**Data extracts**
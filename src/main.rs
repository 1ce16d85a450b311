//! # NILM Edge Agent Entry Point
//!
//! Wires configuration, peripherals and the control loop together. Production
//! mode reads a PZEM meter over a serial port, watches the wireless interface and
//! asks the supplicant to reassociate when it drops, and with `--panel oled` draws
//! on an SSD1306 over I2C. `--simulate` swaps in the synthetic load model and an always-up link so the
//! agent can be exercised on a desktop against a local ingestion service.

use anyhow::Context;
use clap::{Parser, ValueEnum};
use nilm_edge_lib::agent::Agent;
use nilm_edge_lib::clock::SystemClock;
use nilm_edge_lib::config::{self, Config};
use nilm_edge_lib::display::panel::{Panel, PixelPreviewPanel, TerminalPanel};
use nilm_edge_lib::link::{AlwaysUpLink, Link, WirelessLink};
use nilm_edge_lib::sensor::{MeterSource, SensorAcquisition};
use nilm_edge_lib::simulated::SimulatedMeter;
use nilm_edge_lib::transmit::{ReqwestPoster, TransmissionClient, TransmitSettings};
use std::io;
use std::path::PathBuf;
use std::sync::atomic::{AtomicBool, Ordering};
use std::sync::Arc;
use tracing::{info, warn};
use tracing_subscriber::EnvFilter;

#[derive(Debug, Clone, Copy, ValueEnum)]
enum PanelKind {
    /// Boxed text frames on stdout
    Text,
    /// Pixel-accurate preview of the graphics panel as ASCII art
    Pixels,
    /// SSD1306 OLED on the configured I2C bus (hardware builds)
    Oled,
}

#[derive(Debug, Parser)]
#[command(author, version, about = "Edge telemetry agent for single-point electrical monitoring")]
struct Cli {
    /// Configuration file
    #[arg(long, value_name = "FILE", default_value = config::DEFAULT_PATH)]
    config: PathBuf,

    /// Use the synthetic load model and an always-up link instead of real hardware
    #[arg(long)]
    simulate: bool,

    /// With --simulate, make every Nth meter poll fail validation
    #[arg(long, value_name = "N", requires = "simulate")]
    fault_every: Option<u64>,

    /// Where the status display is drawn
    #[arg(long, value_enum, default_value_t = PanelKind::Text)]
    panel: PanelKind,

    /// Stop after this many loop iterations
    #[arg(long)]
    iterations: Option<u64>,
}

fn main() -> anyhow::Result<()> {
    tracing_subscriber::fmt()
        .with_env_filter(
            EnvFilter::try_from_default_env().unwrap_or_else(|_| EnvFilter::new("info")),
        )
        .with_writer(io::stderr)
        .init();

    let cli = Cli::parse();
    let config = Config::load_from_path(&cli.config);
    config.validate().context("invalid configuration")?;
    info!(
        endpoint = %config.network.endpoint,
        interface = %config.network.interface,
        simulate = cli.simulate,
        "configuration loaded"
    );

    let clock = SystemClock::new();
    let (meter, link): (Box<dyn MeterSource>, Box<dyn Link>) = if cli.simulate {
        let mut meter = SimulatedMeter::new(clock);
        if let Some(n) = cli.fault_every {
            meter = meter.with_fault_every(n);
        }
        (Box::new(meter), Box::new(AlwaysUpLink))
    } else {
        (
            open_meter(&config)?,
            Box::new(WirelessLink::new(&config.network)),
        )
    };

    let poster = ReqwestPoster::new(config.network.request_timeout())
        .context("failed to build HTTP client")?;
    let transmitter = TransmissionClient::new(
        TransmitSettings::from(&config.network),
        link,
        Box::new(poster),
    );

    let panel: Box<dyn Panel> = match cli.panel {
        PanelKind::Text => Box::new(TerminalPanel::stdout()),
        PanelKind::Pixels => Box::new(PixelPreviewPanel::new(
            config.display.width,
            config.display.height,
            io::stdout(),
        )),
        PanelKind::Oled => open_oled(&config)?,
    };

    let mut agent = Agent::start(
        &config,
        clock,
        SensorAcquisition::new(meter),
        transmitter,
        panel,
    )
    .context("display initialisation failed")?;

    let running = Arc::new(AtomicBool::new(true));
    let flag = running.clone();
    if let Err(err) = ctrlc::set_handler(move || flag.store(false, Ordering::SeqCst)) {
        warn!(error = %err, "could not install Ctrl-C handler");
    }

    agent.run(&running, cli.iterations);
    Ok(())
}

#[cfg(feature = "hardware")]
fn open_meter(config: &Config) -> anyhow::Result<Box<dyn MeterSource>> {
    let meter = nilm_edge_lib::pzem::open_serial(&config.meter)
        .with_context(|| format!("failed to open meter on {}", config.meter.port))?;
    Ok(Box::new(meter))
}

#[cfg(not(feature = "hardware"))]
fn open_meter(_config: &Config) -> anyhow::Result<Box<dyn MeterSource>> {
    anyhow::bail!("meter support not built; rebuild with --features hardware or pass --simulate")
}

#[cfg(feature = "hardware")]
fn open_oled(config: &Config) -> anyhow::Result<Box<dyn Panel>> {
    let panel = nilm_edge_lib::display::oled::open_oled(&config.display)
        .with_context(|| format!("failed to open OLED on {}", config.display.i2c_bus))?;
    Ok(Box::new(panel))
}

#[cfg(not(feature = "hardware"))]
fn open_oled(_config: &Config) -> anyhow::Result<Box<dyn Panel>> {
    anyhow::bail!("OLED support not built; rebuild with --features hardware or pick another --panel")
}
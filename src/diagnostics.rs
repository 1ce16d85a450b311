//! Free-memory probe for the `heap` diagnostic field.

use std::fs;
use std::path::PathBuf;

/// Reads `MemAvailable` from a meminfo file.
#[derive(Clone, Debug)]
pub struct MemoryProbe {
    path: PathBuf,
}

impl MemoryProbe {
    pub fn new() -> Self {
        Self::with_path("/proc/meminfo")
    }

    pub fn with_path(path: impl Into<PathBuf>) -> Self {
        Self { path: path.into() }
    }

    /// Available memory in bytes, 0 if it cannot be determined
    pub fn free_bytes(&self) -> u64 {
        fs::read_to_string(&self.path)
            .ok()
            .and_then(|contents| parse_mem_available(&contents))
            .unwrap_or(0)
    }
}

impl Default for MemoryProbe {
    fn default() -> Self {
        Self::new()
    }
}

/// `MemAvailable:  123456 kB` → bytes
pub fn parse_mem_available(contents: &str) -> Option<u64> {
    let line = contents.lines().find(|line| line.starts_with("MemAvailable:"))?;
    let kib = line
        .trim_start_matches("MemAvailable:")
        .split_whitespace()
        .next()?
        .parse::<u64>()
        .ok()?;
    Some(kib * 1024)
}
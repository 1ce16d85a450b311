//! # Telemetry Envelope
//!
//! The JSON body accepted by the ingestion endpoint. Precision is part of the
//! contract, so values are rounded when the envelope is built rather than left to
//! whatever the float formatter happens to print:
//!
//! | Field          | Type    | Decimals |
//! |----------------|---------|----------|
//! | `type`         | string  | -        |
//! | `voltage`      | number  | 2        |
//! | `current`      | number  | 3        |
//! | `power`        | number  | 2        |
//! | `energy`       | number  | 3        |
//! | `frequency`    | number  | 2        |
//! | `power_factor` | number  | 2        |
//! | `rssi`         | integer | -        |
//! | `heap`         | integer | -        |

use crate::{Category, TelemetryEvent};
use serde::{Deserialize, Serialize};

/// Wire form of a [`TelemetryEvent`].
#[derive(Clone, Debug, PartialEq, Serialize, Deserialize)]
pub struct Envelope {
    #[serde(rename = "type")]
    pub category: Category,
    pub voltage: f64,
    pub current: f64,
    pub power: f64,
    pub energy: f64,
    pub frequency: f64,
    pub power_factor: f64,
    pub rssi: i32,
    pub heap: u64,
}

/// Round `value` to `places` decimal places.
pub fn round_to(value: f32, places: i32) -> f64 {
    let scale = 10f64.powi(places);
    (f64::from(value) * scale).round() / scale
}

impl From<&TelemetryEvent> for Envelope {
    fn from(event: &TelemetryEvent) -> Self {
        let sample = &event.sample;
        Envelope {
            category: event.category,
            voltage: round_to(sample.voltage, 2),
            current: round_to(sample.current, 3),
            power: round_to(sample.power, 2),
            energy: round_to(sample.energy, 3),
            frequency: round_to(sample.frequency, 2),
            power_factor: round_to(sample.power_factor, 2),
            rssi: event.diagnostics.rssi,
            heap: event.diagnostics.heap,
        }
    }
}

/// Serialize an event into the compact JSON request body.
pub fn encode(event: &TelemetryEvent) -> Result<Vec<u8>, serde_json::Error> {
    serde_json::to_vec(&Envelope::from(event))
}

**Task details**
Output should match, line for line, the stretch of the material above from the line holding "Some(kib * 1024)" through the line holding "JSON request body.".

**Response area**
    Some(kib * 1024)
}
repository 1ce16d85a450b311
//! # Telemetry Envelope
//!
//! The JSON body accepted by the ingestion endpoint. Precision is part of the
//! contract, so values are rounded when the envelope is built rather than left to
//! whatever the float formatter happens to print:
//!
//! | Field          | Type    | Decimals |
//! |----------------|---------|----------|
//! | `type`         | string  | -        |
//! | `voltage`      | number  | 2        |
//! | `current`      | number  | 3        |
//! | `power`        | number  | 2        |
//! | `energy`       | number  | 3        |
//! | `frequency`    | number  | 2        |
//! | `power_factor` | number  | 2        |
//! | `rssi`         | integer | -        |
//! | `heap`         | integer | -        |

use crate::{Category, TelemetryEvent};
use serde::{Deserialize, Serialize};

/// Wire form of a [`TelemetryEvent`].
#[derive(Clone, Debug, PartialEq, Serialize, Deserialize)]
pub struct Envelope {
    #[serde(rename = "type")]
    pub category: Category,
    pub voltage: f64,
    pub current: f64,
    pub power: f64,
    pub energy: f64,
    pub frequency: f64,
    pub power_factor: f64,
    pub rssi: i32,
    pub heap: u64,
}

/// Round `value` to `places` decimal places.
pub fn round_to(value: f32, places: i32) -> f64 {
    let scale = 10f64.powi(places);
    (f64::from(value) * scale).round() / scale
}

impl From<&TelemetryEvent> for Envelope {
    fn from(event: &TelemetryEvent) -> Self {
        let sample = &event.sample;
        Envelope {
            category: event.category,
            voltage: round_to(sample.voltage, 2),
            current: round_to(sample.current, 3),
            power: round_to(sample.power, 2),
            energy: round_to(sample.energy, 3),
            frequency: round_to(sample.frequency, 2),
            power_factor: round_to(sample.power_factor, 2),
            rssi: event.diagnostics.rssi,
            heap: event.diagnostics.heap,
        }
    }
}

/// Serialize an event into the compact JSON request body.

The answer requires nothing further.